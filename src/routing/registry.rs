use std::f64::consts::PI;

use indexmap::IndexMap;
use serde::{Deserialize, Serialize};
use tracing::{debug, warn};

use crate::error::{Result, RoutingError};
use crate::geometry::Point3;

use super::types::{RouteSegment, RoutingConfig, SegmentKind};

/// Slack allowed when comparing fill against capacity, relative to capacity.
const FILL_TOLERANCE: f64 = 1e-9;

#[derive(Clone, Copy, Debug, PartialEq, Eq, Hash, Serialize, Deserialize)]
#[serde(rename_all = "lowercase")]
pub enum RacewayKind {
    Tray,
    Conduit,
    Ductbank,
}

#[derive(Clone, Debug, PartialEq, Serialize, Deserialize)]
pub struct RacewaySegment {
    pub id: String,
    pub kind: RacewayKind,
    pub start: Point3,
    pub end: Point3,
    pub width: f64,
    pub height: f64,
    /// Explicit cross-section, overriding `width * height`.
    pub area: Option<f64>,
    pub fill_limit: f64,
    pub current_fill: f64,
    /// Set by the registry when the segment is added.
    pub max_fill: f64,
    pub allowed_cable_group: Option<String>,
    pub ductbank_tag: Option<String>,
}

impl RacewaySegment {
    pub fn new(id: impl Into<String>, kind: RacewayKind, start: Point3, end: Point3) -> Self {
        RacewaySegment {
            id: id.into(),
            kind,
            start,
            end,
            width: 0.0,
            height: 0.0,
            area: None,
            fill_limit: RoutingConfig::default().fill_limit,
            current_fill: 0.0,
            max_fill: 0.0,
            allowed_cable_group: None,
            ductbank_tag: None,
        }
    }

    pub fn with_size(mut self, width: f64, height: f64) -> Self {
        self.width = width;
        self.height = height;
        self
    }

    pub fn with_fill(mut self, fill_limit: f64, current_fill: f64) -> Self {
        self.fill_limit = fill_limit;
        self.current_fill = current_fill;
        self
    }

    pub fn cross_section(&self) -> f64 {
        self.area.unwrap_or(self.width * self.height)
    }

    pub fn length(&self) -> f64 {
        self.start.distance(&self.end)
    }

    pub fn available_capacity(&self) -> f64 {
        self.max_fill - self.current_fill
    }

    /// Whether a cable of `cable_area` still fits. Zero-capacity raceways never fit.
    pub fn has_capacity_for(&self, cable_area: f64) -> bool {
        self.max_fill > 0.0
            && self.current_fill + cable_area <= self.max_fill + FILL_TOLERANCE * self.max_fill.max(1.0)
    }

    /// Raceways without a group accept every cable.
    pub fn accepts_group(&self, cable_group: Option<&str>) -> bool {
        match &self.allowed_cable_group {
            None => true,
            Some(group) => cable_group == Some(group.as_str()),
        }
    }
}

/// A raceway row as it comes out of the tray, conduit or ductbank schedules.
#[derive(Clone, Debug, PartialEq, Deserialize)]
pub struct RacewayRecord {
    #[serde(alias = "tray_id", alias = "conduit_id", alias = "name")]
    pub id: String,
    #[serde(default, alias = "raceway_type", alias = "type")]
    pub kind: Option<RacewayKind>,
    pub start: Point3,
    pub end: Point3,
    #[serde(default)]
    pub width: f64,
    #[serde(default)]
    pub height: f64,
    /// Conduits are sized by their inner diameter.
    #[serde(default, alias = "inner_diameter")]
    pub diameter: Option<f64>,
    #[serde(default)]
    pub area: Option<f64>,
    #[serde(default, alias = "fillLimit")]
    pub fill_limit: Option<f64>,
    #[serde(default)]
    pub current_fill: f64,
    #[serde(default)]
    pub allowed_cable_group: Option<String>,
    #[serde(default, alias = "ductbankTag", alias = "ductbank")]
    pub ductbank_tag: Option<String>,
}

impl RacewayRecord {
    pub fn into_segment(self, default_fill_limit: f64) -> Result<RacewaySegment> {
        let invalid = |reason: String| RoutingError::InvalidRaceway {
            id: self.id.clone(),
            reason,
        };

        if self.id.is_empty() {
            return Err(invalid("missing id".to_string()));
        }
        let dimensions = [
            ("width", Some(self.width)),
            ("height", Some(self.height)),
            ("diameter", self.diameter),
            ("area", self.area),
            ("current_fill", Some(self.current_fill)),
        ];
        for (name, value) in dimensions {
            if let Some(value) = value {
                if !value.is_finite() || value < 0.0 {
                    return Err(invalid(format!("{} {} is not a non-negative number", name, value)));
                }
            }
        }
        let fill_limit = self.fill_limit.unwrap_or(default_fill_limit);
        if !(0.0..=1.0).contains(&fill_limit) {
            return Err(invalid(format!("fill limit {} is outside 0..=1", fill_limit)));
        }

        let kind = self.kind.unwrap_or(if self.diameter.is_some() {
            RacewayKind::Conduit
        } else {
            RacewayKind::Tray
        });
        let area = self
            .area
            .or_else(|| self.diameter.map(|diameter| PI * (diameter / 2.0).powi(2)));

        Ok(RacewaySegment {
            id: self.id,
            kind,
            start: self.start,
            end: self.end,
            width: self.width,
            height: self.height,
            area,
            fill_limit,
            current_fill: self.current_fill,
            max_fill: 0.0,
            allowed_cable_group: self.allowed_cable_group,
            ductbank_tag: self.ductbank_tag,
        })
    }
}

#[derive(Clone, Copy, Debug, PartialEq, Serialize)]
pub struct Utilization {
    pub current_fill: f64,
    pub max_fill: f64,
    /// Zero-capacity raceways report as fully utilized.
    pub utilization_percentage: f64,
    pub available_capacity: f64,
}

impl Utilization {
    fn new(current_fill: f64, max_fill: f64) -> Self {
        let utilization_percentage = if max_fill > 0.0 {
            current_fill / max_fill * 100.0
        } else {
            100.0
        };
        Utilization {
            current_fill,
            max_fill,
            utilization_percentage,
            available_capacity: max_fill - current_fill,
        }
    }
}

#[derive(Clone, Debug, PartialEq, Serialize)]
pub struct DuctbankUtilization {
    pub conduits: Vec<String>,
    #[serde(flatten)]
    pub utilization: Utilization,
}

/// Endpoints rounded to micro-units so identical field moves compare equal.
type FieldKey = [i64; 6];

fn field_key(start: &Point3, end: &Point3) -> FieldKey {
    let quantize = |v: f64| (v * 1e6).round() as i64;
    let a = start.as_array().map(quantize);
    let b = end.as_array().map(quantize);
    let (first, second) = if a <= b { (a, b) } else { (b, a) };
    [first[0], first[1], first[2], second[0], second[1], second[2]]
}

/// Owns raceway capacity for one batch run.
///
/// Iteration order is insertion order, which keeps graph construction stable.
#[derive(Clone, Debug, Default)]
pub struct RacewayRegistry {
    segments: IndexMap<String, RacewaySegment>,
    shared_field: IndexMap<FieldKey, usize>,
}

impl RacewayRegistry {
    pub fn new() -> Self {
        RacewayRegistry::default()
    }

    /// Builds a registry from a schedule snapshot. The records are consumed, so
    /// the stored schedule is never touched while the batch mutates fill.
    pub fn from_records(records: Vec<RacewayRecord>, config: &RoutingConfig) -> Result<Self> {
        let mut registry = RacewayRegistry::new();
        for record in records {
            registry.add_segment(record.into_segment(config.fill_limit)?);
        }
        Ok(registry)
    }

    pub fn add_segment(&mut self, mut segment: RacewaySegment) {
        segment.max_fill = segment.cross_section() * segment.fill_limit;
        if segment.max_fill <= 0.0 {
            warn!(raceway = %segment.id, "raceway has no fill capacity and will never be used");
        }
        if let Some(previous) = self.segments.insert(segment.id.clone(), segment) {
            warn!(raceway = %previous.id, "duplicate raceway id, replacing earlier segment");
        }
    }

    pub fn update_fill<S: AsRef<str>>(&mut self, segment_ids: &[S], area: f64) {
        for id in segment_ids {
            match self.segments.get_mut(id.as_ref()) {
                Some(segment) => segment.current_fill += area,
                None => debug!(raceway = id.as_ref(), "ignoring fill update for unknown raceway"),
            }
        }
    }

    pub fn utilization(&self) -> IndexMap<String, Utilization> {
        self.segments
            .iter()
            .map(|(id, segment)| (id.clone(), Utilization::new(segment.current_fill, segment.max_fill)))
            .collect()
    }

    pub fn ductbank_utilization(&self) -> IndexMap<String, DuctbankUtilization> {
        let mut totals: IndexMap<String, (Vec<String>, f64, f64)> = IndexMap::new();
        for segment in self.segments.values() {
            if let Some(tag) = &segment.ductbank_tag {
                let entry = totals.entry(tag.clone()).or_default();
                entry.0.push(segment.id.clone());
                entry.1 += segment.current_fill;
                entry.2 += segment.max_fill;
            }
        }
        totals
            .into_iter()
            .map(|(tag, (conduits, current_fill, max_fill))| {
                (
                    tag,
                    DuctbankUtilization {
                        conduits,
                        utilization: Utilization::new(current_fill, max_fill),
                    },
                )
            })
            .collect()
    }

    /// Notes field moves consumed by earlier cables. Advisory only.
    pub fn record_shared_field_segments(&mut self, segments: &[RouteSegment]) {
        for segment in segments.iter().filter(|s| s.kind == SegmentKind::Field) {
            *self.shared_field.entry(field_key(&segment.start, &segment.end)).or_insert(0) += 1;
        }
    }

    pub fn is_shared_field(&self, start: &Point3, end: &Point3) -> bool {
        self.shared_field.contains_key(&field_key(start, end))
    }

    pub fn shared_field_count(&self) -> usize {
        self.shared_field.len()
    }

    pub fn get(&self, id: &str) -> Option<&RacewaySegment> {
        self.segments.get(id)
    }

    pub fn get_index(&self, index: usize) -> Option<&RacewaySegment> {
        self.segments.get_index(index).map(|(_, segment)| segment)
    }

    pub fn index_of(&self, id: &str) -> Option<usize> {
        self.segments.get_index_of(id)
    }

    pub fn segments(&self) -> impl Iterator<Item = &RacewaySegment> {
        self.segments.values()
    }

    pub fn len(&self) -> usize {
        self.segments.len()
    }

    pub fn is_empty(&self) -> bool {
        self.segments.is_empty()
    }
}

#[cfg(test)]
mod tests {
    use super::*;

    fn tray(id: &str, width: f64, height: f64) -> RacewaySegment {
        RacewaySegment::new(id, RacewayKind::Tray, Point3::new(0.0, 0.0, 0.0), Point3::new(10.0, 0.0, 0.0))
            .with_size(width, height)
            .with_fill(0.5, 0.0)
    }

    #[test]
    fn add_segment_computes_max_fill() {
        let mut registry = RacewayRegistry::new();
        registry.add_segment(tray("T1", 4.0, 2.0));
        assert_eq!(registry.get("T1").unwrap().max_fill, 4.0);
    }

    #[test]
    fn duplicate_ids_keep_the_last_segment() {
        let mut registry = RacewayRegistry::new();
        registry.add_segment(tray("T1", 4.0, 2.0));
        registry.add_segment(tray("T2", 1.0, 1.0));
        registry.add_segment(tray("T1", 8.0, 2.0));
        assert_eq!(registry.len(), 2);
        assert_eq!(registry.get("T1").unwrap().max_fill, 8.0);
        assert_eq!(registry.index_of("T1"), Some(0));
    }

    #[test]
    fn update_fill_ignores_unknown_ids() {
        let mut registry = RacewayRegistry::new();
        registry.add_segment(tray("T1", 4.0, 2.0));
        registry.update_fill(&["T1", "missing", "T1"], 1.0);
        assert_eq!(registry.get("T1").unwrap().current_fill, 2.0);
    }

    #[test]
    fn utilization_reports_percentage_and_headroom() {
        let mut registry = RacewayRegistry::new();
        registry.add_segment(tray("T1", 4.0, 2.0));
        registry.add_segment(tray("EMPTY", 0.0, 0.0));
        registry.update_fill(&["T1"], 1.0);

        let utilization = registry.utilization();
        let t1 = utilization["T1"];
        assert_eq!(t1.utilization_percentage, 25.0);
        assert_eq!(t1.available_capacity, 3.0);

        let empty = utilization["EMPTY"];
        assert!(empty.utilization_percentage.is_finite());
        assert_eq!(empty.utilization_percentage, 100.0);
    }

    #[test]
    fn capacity_check_blocks_zero_capacity_raceways() {
        let mut registry = RacewayRegistry::new();
        registry.add_segment(tray("EMPTY", 0.0, 0.0));
        assert!(!registry.get("EMPTY").unwrap().has_capacity_for(0.0));
    }

    #[test]
    fn records_normalize_conduits_and_ductbanks() {
        let records: Vec<RacewayRecord> = serde_json::from_str(
            r#"[
                {"conduit_id": "C1", "start": [0, 0, 0], "end": [0, 10, 0], "diameter": 2, "ductbankTag": "DB1"},
                {"conduit_id": "C2", "start": [1, 0, 0], "end": [1, 10, 0], "diameter": 2, "ductbankTag": "DB1"},
                {"tray_id": "T1", "start": {"x": 0, "y": 0, "z": 5}, "end": {"x": 9, "y": 0, "z": 5}, "width": 6, "height": 4}
            ]"#,
        )
        .unwrap();
        let registry = RacewayRegistry::from_records(records, &RoutingConfig::default()).unwrap();

        let conduit = registry.get("C1").unwrap();
        assert_eq!(conduit.kind, RacewayKind::Conduit);
        assert!((conduit.max_fill - PI * 0.4).abs() < 1e-12);
        assert_eq!(registry.get("T1").unwrap().kind, RacewayKind::Tray);

        let ductbanks = registry.ductbank_utilization();
        assert_eq!(ductbanks["DB1"].conduits, vec!["C1".to_string(), "C2".to_string()]);
        assert!((ductbanks["DB1"].utilization.max_fill - 2.0 * PI * 0.4).abs() < 1e-12);
    }

    #[test]
    fn records_with_negative_dimensions_are_rejected() {
        let records: Vec<RacewayRecord> = serde_json::from_str(
            r#"[{"id": "T1", "start": [0, 0, 0], "end": [1, 0, 0], "width": -1, "height": 2}]"#,
        )
        .unwrap();
        assert!(RacewayRegistry::from_records(records, &RoutingConfig::default()).is_err());
    }

    #[test]
    fn shared_field_segments_are_direction_independent() {
        let mut registry = RacewayRegistry::new();
        let a = Point3::new(0.0, 0.0, 0.0);
        let b = Point3::new(5.0, 0.0, 0.0);
        registry.record_shared_field_segments(&[
            RouteSegment::field(a, b),
            RouteSegment::tray(b, Point3::new(9.0, 0.0, 0.0), "T1"),
        ]);
        assert!(registry.is_shared_field(&b, &a));
        assert_eq!(registry.shared_field_count(), 1);
    }
}
use std::f64::consts::PI;
use std::path::PathBuf;

use indexmap::IndexSet;
use serde::{Deserialize, Serialize};

use crate::error::{Result, RoutingError};
use crate::geometry::Point3;

/// Environment variable that points the batch trace at a file.
pub const TRACE_ENV: &str = "CABLEROUTE_TRACE_JSON";

pub const NO_PATH_ERROR: &str = "No valid path could be found.";

#[derive(Clone, PartialEq, Debug, Serialize, Deserialize)]
#[serde(default)]
pub struct RoutingConfig {
    /// Fill fraction for raceway records that do not carry their own.
    #[serde(alias = "fillLimit")]
    pub fill_limit: f64,
    /// Maximum snap distance from a cable endpoint onto a raceway.
    #[serde(alias = "proximityThreshold")]
    pub proximity_threshold: f64,
    /// Multiplier applied to the Manhattan length of field edges.
    #[serde(alias = "fieldPenalty")]
    pub field_penalty: f64,
    /// Multiplier for field edges retracing a field path used earlier in the batch.
    #[serde(alias = "sharedFieldFactor")]
    pub shared_field_factor: f64,
    #[serde(alias = "tracePath")]
    pub trace_path: Option<PathBuf>,
}

impl Default for RoutingConfig {
    fn default() -> Self {
        RoutingConfig {
            fill_limit: 0.4,
            proximity_threshold: 72.0,
            field_penalty: 3.0,
            shared_field_factor: 1.0,
            trace_path: None,
        }
    }
}

impl RoutingConfig {
    pub fn from_json(json: &str) -> Result<Self> {
        let config: RoutingConfig = serde_json::from_str(json)?;
        config.validate()?;
        Ok(config)
    }

    pub fn with_env_overrides(mut self) -> Self {
        if let Ok(path) = std::env::var(TRACE_ENV) {
            if !path.is_empty() {
                self.trace_path = Some(PathBuf::from(path));
            }
        }
        self
    }

    pub fn validate(&self) -> Result<()> {
        if !(0.0..=1.0).contains(&self.fill_limit) {
            return Err(RoutingError::InvalidConfig(format!(
                "fill limit {} is outside 0..=1",
                self.fill_limit
            )));
        }
        let non_negative = [
            ("proximity threshold", self.proximity_threshold),
            ("field penalty", self.field_penalty),
            ("shared field factor", self.shared_field_factor),
        ];
        for (name, value) in non_negative {
            if !value.is_finite() || value < 0.0 {
                return Err(RoutingError::InvalidConfig(format!(
                    "{} must be a non-negative number, got {}",
                    name, value
                )));
            }
        }
        Ok(())
    }
}

#[derive(Clone, Copy, Debug, PartialEq, Eq, Hash, Serialize, Deserialize)]
#[serde(rename_all = "lowercase")]
pub enum SegmentKind {
    Tray,
    Field,
}

#[derive(Clone, Debug, PartialEq, Serialize, Deserialize)]
#[serde(from = "StoredSegment")]
pub struct RouteSegment {
    #[serde(rename = "type")]
    pub kind: SegmentKind,
    pub start: Point3,
    pub end: Point3,
    pub length: f64,
    #[serde(skip_serializing_if = "Option::is_none")]
    pub raceway_id: Option<String>,
}

/// Stored routes may omit `length`; it is then measured from the endpoints.
#[derive(Deserialize)]
struct StoredSegment {
    #[serde(rename = "type")]
    kind: SegmentKind,
    start: Point3,
    end: Point3,
    #[serde(default)]
    length: Option<f64>,
    #[serde(default)]
    raceway_id: Option<String>,
}

impl From<StoredSegment> for RouteSegment {
    fn from(stored: StoredSegment) -> Self {
        RouteSegment {
            kind: stored.kind,
            start: stored.start,
            end: stored.end,
            length: stored.length.unwrap_or_else(|| stored.start.distance(&stored.end)),
            raceway_id: stored.raceway_id,
        }
    }
}

impl RouteSegment {
    pub fn tray(start: Point3, end: Point3, raceway_id: impl Into<String>) -> Self {
        RouteSegment {
            kind: SegmentKind::Tray,
            start,
            end,
            length: start.distance(&end),
            raceway_id: Some(raceway_id.into()),
        }
    }

    pub fn field(start: Point3, end: Point3) -> Self {
        RouteSegment {
            kind: SegmentKind::Field,
            start,
            end,
            length: start.distance(&end),
            raceway_id: None,
        }
    }
}

#[derive(Clone, Debug, PartialEq, Deserialize, Serialize)]
pub struct CableRecord {
    #[serde(alias = "name")]
    pub id: String,
    pub start: Point3,
    pub end: Point3,
    pub diameter: f64,
    #[serde(default)]
    pub allowed_cable_group: Option<String>,
    #[serde(default)]
    pub manual_path: bool,
    #[serde(default)]
    pub raceway_ids: Vec<String>,
    #[serde(default)]
    pub locked: bool,
    #[serde(default)]
    pub route_segments: Option<Vec<RouteSegment>>,
}

impl CableRecord {
    pub fn new(id: impl Into<String>, start: Point3, end: Point3, diameter: f64) -> Self {
        CableRecord {
            id: id.into(),
            start,
            end,
            diameter,
            allowed_cable_group: None,
            manual_path: false,
            raceway_ids: Vec::new(),
            locked: false,
            route_segments: None,
        }
    }

    pub fn area(&self) -> f64 {
        PI * (self.diameter / 2.0).powi(2)
    }

    /// Stored segments of a locked cable, which bypasses the solver.
    pub fn locked_route(&self) -> Option<&[RouteSegment]> {
        match (&self.route_segments, self.locked) {
            (Some(segments), true) => Some(segments),
            _ => None,
        }
    }

    /// Raceways a manually pinned cable is restricted to.
    pub fn pinned_raceways(&self) -> Option<&[String]> {
        if self.manual_path && !self.raceway_ids.is_empty() {
            Some(&self.raceway_ids)
        } else {
            None
        }
    }

    pub fn validate(&self) -> Result<()> {
        if self.id.is_empty() {
            return Err(RoutingError::InvalidCable {
                id: "<unnamed>".to_string(),
                reason: "missing id".to_string(),
            });
        }
        if !self.diameter.is_finite() || self.diameter < 0.0 {
            return Err(RoutingError::InvalidCable {
                id: self.id.clone(),
                reason: format!("diameter {} is not a non-negative number", self.diameter),
            });
        }
        Ok(())
    }
}

#[derive(Clone, Copy, Debug, PartialEq, Eq, Hash, Serialize, Deserialize)]
#[serde(rename_all = "snake_case")]
pub enum ExclusionReason {
    /// Not enough spare fill for this cable.
    Capacity,
    /// Raceway is reserved for a different cable group.
    CableGroup,
    /// Cable is pinned to a set of raceways that does not include this one.
    NotPinned,
    /// A locked route was applied even though it overfilled the raceway.
    OverCapacity,
}

#[derive(Clone, Debug, PartialEq, Serialize, Deserialize)]
pub struct Exclusion {
    pub raceway_id: String,
    pub reason: ExclusionReason,
}

#[derive(Clone, Debug, PartialEq, Serialize, Deserialize)]
pub struct RouteResult {
    pub cable_id: String,
    pub success: bool,
    pub total_length: f64,
    pub field_routed_length: f64,
    /// Path weight including field penalties.
    pub cost: f64,
    pub route_segments: Vec<RouteSegment>,
    pub tray_segments: Vec<String>,
    pub exclusions: Vec<Exclusion>,
    #[serde(default, skip_serializing_if = "Option::is_none")]
    pub error: Option<String>,
}

impl RouteResult {
    pub fn failure(cable_id: impl Into<String>, exclusions: Vec<Exclusion>) -> Self {
        RouteResult {
            cable_id: cable_id.into(),
            success: false,
            total_length: 0.0,
            field_routed_length: 0.0,
            cost: 0.0,
            route_segments: Vec::new(),
            tray_segments: Vec::new(),
            exclusions,
            error: Some(NO_PATH_ERROR.to_string()),
        }
    }

    pub fn from_segments(
        cable_id: impl Into<String>,
        route_segments: Vec<RouteSegment>,
        cost: f64,
        exclusions: Vec<Exclusion>,
    ) -> Self {
        let mut total_length = 0.0;
        let mut field_routed_length = 0.0;
        let mut tray_segments: IndexSet<String> = IndexSet::new();

        for segment in &route_segments {
            total_length += segment.length;
            match segment.kind {
                SegmentKind::Field => field_routed_length += segment.length,
                SegmentKind::Tray => {
                    if let Some(raceway_id) = &segment.raceway_id {
                        tray_segments.insert(raceway_id.clone());
                    }
                }
            }
        }

        RouteResult {
            cable_id: cable_id.into(),
            success: true,
            total_length,
            field_routed_length,
            cost,
            route_segments,
            tray_segments: tray_segments.into_iter().collect(),
            exclusions,
            error: None,
        }
    }
}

(Problem):
Work out how many lines in the data above contain the word "Multiplier" and respond with that number only.

(Response box):
2